Entries shown:

//! The extraction client: single dispatch plus strict response validation.

use tracing::{debug, info};

use belegscan_classify::Classifier;

use crate::EncodedDocument;
use crate::accounts::AccountChart;
use crate::error::ExtractionError;
use crate::extract::request::build_request;
use crate::models::invoice::InvoiceData;

/// Extracts structured invoice data from an encoded document through a
/// classifier backend.
pub struct InvoiceExtractor<C> {
    classifier: C,
    chart: AccountChart,
}

impl<C: Classifier> InvoiceExtractor<C> {
    pub fn new(classifier: C, chart: AccountChart) -> Self {
        Self { classifier, chart }
    }

    /// The chart this extractor suggests accounts from.
    pub fn chart(&self) -> &AccountChart {
        &self.chart
    }

    /// Run one extraction.
    ///
    /// A single request, no retries; a failed attempt is terminal for this
    /// upload and needs a new user-initiated one. The response text must
    /// parse as schema-conformant JSON in full: a missing required field or
    /// a mistyped value rejects the whole response, never a partial record.
    pub async fn extract(
        &self,
        document: &EncodedDocument,
    ) -> Result<InvoiceData, ExtractionError> {
        let request = build_request(document, &self.chart);

        debug!(mime_type = %document.mime_type, "dispatching extraction request");

        let text = self
            .classifier
            .request(&request.instruction, &request.document, &request.schema)
            .await
            .map_err(ExtractionError::Classifier)?;

        let invoice: InvoiceData =
            serde_json::from_str(&text).map_err(ExtractionError::Schema)?;

        info!(
            invoice_number = %invoice.invoice_number,
            line_items = invoice.line_items.len(),
            "extraction complete"
        );

        Ok(invoice)
    }
}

What is expected: Please filter the data down to the lines containing the word "single".

Result of the exercise:
//! The extraction client: single dispatch plus strict response validation.
    /// A single request, no retries; a failed attempt is terminal for this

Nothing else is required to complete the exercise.